Total and Out-of-Pocket Costs of Procedures After Lung Cancer Screening in a National Commercially Insured Population: Estimating an Episode of Care.

机构信息

Director, Cardiothoracic Radiology Fellowship and Research Director, Duke Lung Cancer Screening Program, Department of Radiology, Duke University Medical Center, Durham, North Carolina.

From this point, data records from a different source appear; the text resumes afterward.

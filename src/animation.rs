pub(crate) mod ease;
pub(crate) mod interp;
use std::collections::HashSet;

use crate::foundation::core::PctPoint;
use crate::foundation::error::{GridmarkError, GridmarkResult};
use crate::foundation::math::normalize_key;
use crate::model::annotation::{ArrowAnnotation, Faded, FadedTerm, PlayerAnnotation};
use crate::model::vocab::{self, LabelKind};

const SCORE_KEY_ACTOR: i32 = 10;
const SCORE_HIGHLIGHTED: i32 = 5;
const SCORE_CONCEPT: i32 = 10;
const SCORE_LABELED: i32 = 5;
const SCORE_CORE_TERM: i32 = 5;

/// Per-frame caps for broadcast-style density.
#[derive(Clone, Debug, PartialEq, Eq, serde::Serialize, serde::Deserialize)]
#[serde(default)]
pub struct BroadcastOpts {
    pub max_circles: usize,
    pub max_arrows: usize,
    pub max_callouts: usize,
    pub max_micro_stories: usize,
}

impl Default for BroadcastOpts {
    fn default() -> Self {
        Self {
            max_circles: 4,
            max_arrows: 4,
            max_callouts: 4,
            max_micro_stories: 2,
        }
    }
}

impl BroadcastOpts {
    pub fn validate(&self) -> GridmarkResult<()> {
        if self.max_circles == 0 && self.max_arrows == 0 && self.max_callouts == 0 {
            return Err(GridmarkError::validation(
                "broadcast caps would hide every overlay",
            ));
        }
        Ok(())
    }
}

#[derive(Clone, Copy, Debug, PartialEq, Eq, serde::Serialize)]
#[serde(rename_all = "snake_case")]
pub enum CalloutSource {
    Arrow,
    Terminology,
}

/// A short text label surfaced as its own overlay box.
#[derive(Clone, Debug, PartialEq, serde::Serialize)]
pub struct BroadcastCallout {
    pub text: String,
    /// Anchor in percentage space.
    pub anchor: PctPoint,
    pub kind: LabelKind,
    pub score: i32,
    pub source: CalloutSource,
    pub opacity: f64,
}

#[derive(Clone, Debug, Default, PartialEq, serde::Serialize)]
pub struct BroadcastFrame {
    pub players: Vec<Faded<PlayerAnnotation>>,
    pub arrows: Vec<Faded<ArrowAnnotation>>,
    pub terminology: Vec<FadedTerm>,
    pub callouts: Vec<BroadcastCallout>,
}

/// Cap a frame's overlays to broadcast density, ranking concept labels above everything else.
///
/// Every list is ordered by label kind (concept, other, position), then score descending, then
/// input order. Terminology only survives in learn mode.
pub fn filter_frame(
    players: &[Faded<PlayerAnnotation>],
    arrows: &[Faded<ArrowAnnotation>],
    terminology: &[FadedTerm],
    learn_mode: bool,
    opts: &BroadcastOpts,
) -> BroadcastFrame {
    let players = top_ranked(
        players.iter().filter_map(|p| {
            let key_actor_label = vocab::is_key_actor(&p.value.label);
            if !key_actor_label && !p.value.highlight {
                return None;
            }
            let mut score = 0;
            if key_actor_label {
                score += SCORE_KEY_ACTOR;
            }
            if p.value.highlight {
                score += SCORE_HIGHLIGHTED;
            }
            Some((vocab::classify_label(&p.value.label), score, p.clone()))
        }),
        opts.max_circles,
    );

    let arrows_out = top_ranked(
        arrows.iter().map(|a| {
            let (kind, score) = label_rank(a.value.label.as_deref());
            (kind, score, a.clone())
        }),
        opts.max_arrows,
    );

    let mut pooled = Vec::new();
    for a in arrows {
        if let Some(label) = a.value.label.as_deref() {
            let (kind, score) = label_rank(Some(label));
            pooled.push(BroadcastCallout {
                text: label.trim().to_string(),
                anchor: a.value.to,
                kind,
                score,
                source: CalloutSource::Arrow,
                opacity: a.opacity,
            });
        }
    }
    if learn_mode {
        for t in terminology {
            let kind = vocab::classify_label(&t.value.term);
            let mut score = 0;
            if kind == LabelKind::Concept {
                score += SCORE_CONCEPT;
            }
            if vocab::is_core_term(&t.value.term) {
                score += SCORE_CORE_TERM;
            }
            pooled.push(BroadcastCallout {
                text: t.value.term.trim().to_string(),
                anchor: t.value.position(),
                kind,
                score,
                source: CalloutSource::Terminology,
                opacity: t.opacity,
            });
        }
    }
    let mut texts = HashSet::new();
    pooled.retain(|c| {
        let key = normalize_key(&c.text);
        !key.is_empty() && texts.insert(key)
    });
    let callouts = top_ranked(
        pooled.into_iter().map(|c| (c.kind, c.score, c)),
        opts.max_callouts,
    );

    let terminology = if learn_mode {
        top_ranked(
            terminology
                .iter()
                .map(|t| (vocab::classify_label(&t.value.term), 0, t.clone())),
            opts.max_micro_stories,
        )
    } else {
        Vec::new()
    };

    tracing::trace!(
        players = players.len(),
        arrows = arrows_out.len(),
        callouts = callouts.len(),
        terms = terminology.len(),
        learn_mode,
        "broadcast filter"
    );

    BroadcastFrame {
        players,
        arrows: arrows_out,
        terminology,
        callouts,
    }
}

fn label_rank(label: Option<&str>) -> (LabelKind, i32) {
    let Some(label) = label.filter(|l| !l.trim().is_empty()) else {
        return (LabelKind::Other, 0);
    };
    let kind = vocab::classify_label(label);
    let mut score = SCORE_LABELED;
    if kind == LabelKind::Concept {
        score += SCORE_CONCEPT;
    }
    (kind, score)
}

/// Stable sort by `(kind, -score)` and keep the first `cap`.
fn top_ranked<T>(items: impl Iterator<Item = (LabelKind, i32, T)>, cap: usize) -> Vec<T> {
    let mut ranked: Vec<_> = items.collect();
    ranked.sort_by(|a, b| a.0.cmp(&b.0).then(b.1.cmp(&a.1)));
    ranked.into_iter().take(cap).map(|(_, _, v)| v).collect()
}

#[cfg(test)]
#[path = "../../tests/unit/overlay/broadcast.rs"]
mod tests;
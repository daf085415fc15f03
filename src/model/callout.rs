use crate::foundation::core::PctPoint;

/// Minimum on-screen duration of an editorial callout, in seconds.
pub const MIN_CALLOUT_DURATION_S: f64 = 3.0;
/// Maximum number of editorial callouts per play.
pub const MAX_CALLOUTS_PER_PLAY: usize = 3;
pub const MAX_CALLOUT_TEXT_CHARS: usize = 50;
pub const MAX_CALLOUT_DETAIL_CHARS: usize = 200;

/// A long-lived, play-level explanatory overlay.
#[derive(Clone, Debug, PartialEq, serde::Serialize, serde::Deserialize)]
pub struct EditorialCallout {
    pub id: String,
    pub start_time: f64,
    /// Always `>= start_time + MIN_CALLOUT_DURATION_S` after ingestion.
    pub end_time: f64,
    pub text: String,
    #[serde(default)]
    pub detail: String,
    pub anchor: CalloutAnchor,
    #[serde(default, skip_serializing_if = "Option::is_none")]
    pub decoration: Option<CalloutDecoration>,
}

impl EditorialCallout {
    pub fn duration(&self) -> f64 {
        self.end_time - self.start_time
    }

    /// Inclusive on both ends.
    pub fn is_active_at(&self, t: f64) -> bool {
        self.start_time <= t && t <= self.end_time
    }
}

#[derive(Clone, Debug, PartialEq, serde::Serialize, serde::Deserialize)]
pub struct CalloutAnchor {
    pub x: f64,
    pub y: f64,
    #[serde(default, skip_serializing_if = "Option::is_none")]
    pub player_id: Option<String>,
}

/// Optional decoration drawn with a callout; at most one per callout.
#[derive(Clone, Copy, Debug, PartialEq, serde::Serialize, serde::Deserialize)]
#[serde(rename_all = "snake_case")]
pub enum CalloutDecoration {
    Circle { x: f64, y: f64, radius: f64 },
    Arrow { from: PctPoint, to: PctPoint },
}
use super::*;

#[test]
fn non_finite_values_collapse_to_zero() {
    assert_eq!(finite_or_zero(f64::NAN), 0.0);
    assert_eq!(finite_or_zero(f64::INFINITY), 0.0);
    assert_eq!(finite_or_zero(-2.5), -2.5);
    assert_eq!(clamp_pct(f64::NAN), 0.0);
    assert_eq!(clamp_pct(140.0), 100.0);
    assert_eq!(clamp_unit(-0.2), 0.0);
}

#[test]
fn normalize_key_folds_case_and_whitespace() {
    assert_eq!(normalize_key("  Play   Action "), "play action");
    assert_eq!(normalize_key("SHOTGUN"), normalize_key("shotgun"));
}

#[test]
fn truncate_counts_chars_not_bytes() {
    assert_eq!(truncate_chars("abcdef", 3), "abc");
    assert_eq!(truncate_chars("ab", 3), "ab");
    assert_eq!(truncate_chars("ééééé", 2), "éé");
}
use super::*;
use crate::model::callout::CalloutAnchor;

fn callout(id: &str, start: f64, end: f64) -> EditorialCallout {
    EditorialCallout {
        id: id.to_string(),
        start_time: start,
        end_time: end,
        text: id.to_string(),
        detail: String::new(),
        anchor: CalloutAnchor {
            x: 0.0,
            y: 0.0,
            player_id: None,
        },
        decoration: None,
    }
}

fn active_ids(all: &[EditorialCallout], t: f64) -> Vec<&str> {
    active_callouts(all, t)
        .into_iter()
        .map(|c| c.id.as_str())
        .collect()
}

#[test]
fn window_membership_is_inclusive() {
    let all = vec![callout("a", 1.0, 4.0), callout("b", 5.0, 8.0)];
    assert!(active_ids(&all, 0.99).is_empty());
    assert_eq!(active_ids(&all, 1.0), vec!["a"]);
    assert_eq!(active_ids(&all, 4.0), vec!["a"]);
    assert!(active_ids(&all, 4.5).is_empty());
    assert_eq!(active_ids(&all, 8.0), vec!["b"]);
    assert!(active_ids(&all, 8.01).is_empty());
}

#[test]
fn nan_time_matches_nothing() {
    let all = vec![callout("a", 0.0, 4.0)];
    assert!(active_ids(&all, f64::NAN).is_empty());
}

Department of Obstetrics and Gynecology, University of Michigan Health, Ann Arbor, Michigan.

出版信息

J Am Coll Radiol. 2022 Jan;19(1 Pt A):35-46. doi: 10.1016/j.jacr.2021.09.015. Epub 2021 Oct 1.

Abstract

OBJECTIVE

Consequences of lung cancer screening (LCS) with low-dose chest CT in clinical settings, including procedures, costs, and complications, are incompletely understood. We evaluated downstream invasive procedures after LCS, total and out-of-pocket (OOP) costs of these procedures, and correlates of procedural rates and costs.

METHODS

Using the Clinformatics Data Mart, we retrospectively included patients between ages 55 and 79 years receiving LCS between 2015 and 2017. The types and frequency of downstream invasive procedures (including needle biopsy, bronchoscopy, surgery, and cytology) were described. Treating the LCS examination and downstream procedures as a single LCS episode, we described the per-episode total costs (insurance reimbursement + OOP costs of LCS and downstream procedures) and OOP costs. Correlates of costs were determined using linear and logistic regression.

RESULTS

A total of 6,268 patients received at least one low-dose chest CT; 462 patients (7.4%) received at least one procedure within 12 months after LCS (needle biopsy 69.0%, cytology 23.6%, bronchoscopy 18.6%, surgery 23.8%). Women and patients ≥65 years were more likely to receive a downstream procedure. Ninety-three patients (20.1%) were diagnosed with lung cancer after LCS. The total cost of managing this population of lung screeners was $5,060,511.04, with an average per-episode total cost of $740.06. The aggregate OOP costs to this population of lung screeners was $427,069.74, with an average per-episode OOP cost of $62.46.

CONCLUSIONS

Rates of invasive procedures after LCS in a commercially insured population exceeded those of clinical trials. Considering LCS and associated downstream procedures as an episode of care results in modest OOP cost.

摘要

目的

在临床环境中,肺癌筛查(LCS)使用低剂量胸部 CT 的后果,包括程序、成本和并发症,尚不完全清楚。我们评估了 LCS 后的下游侵入性程序、这些程序的总费用和自付费用(OOP),以及程序率和费用的相关性。

方法

使用 Clinformatics Data Mart,我们回顾性地纳入了 2015 年至 2017 年间接受 LCS 的年龄在 55 岁至 79 岁之间的患者。描述了下游侵入性程序(包括针吸活检、支气管镜检查、手术和细胞学)的类型和频率。将 LCS 检查和下游程序视为单个 LCS 事件,我们描述了每个事件的总费用(保险报销+LCS 和下游程序的 OOP 费用)和 OOP 费用。使用线性和逻辑回归确定成本的相关性。

结果

共有 6268 名患者接受了至少一次低剂量胸部 CT;462 名患者(7.4%)在 LCS 后 12 个月内接受了至少一次程序(针吸活检 69.0%、细胞学 23.6%、支气管镜检查 18.6%、手术 23.8%)。女性和≥65 岁的患者更有可能接受下游程序。93 名患者(20.1%)在 LCS 后被诊断为肺癌。管理这群肺癌筛查者的总费用为 5060511.04 美元,平均每个事件的总费用为 740.06 美元。这群肺癌筛查者的总 OOP 费用为 427069.74 美元,平均每个事件的 OOP 费用为 62.46 美元。

结论

在商业保险人群中,LCS 后的侵入性程序率高于临床试验。将 LCS 及相关下游程序视为一个治疗周期会导致适度的 OOP 费用。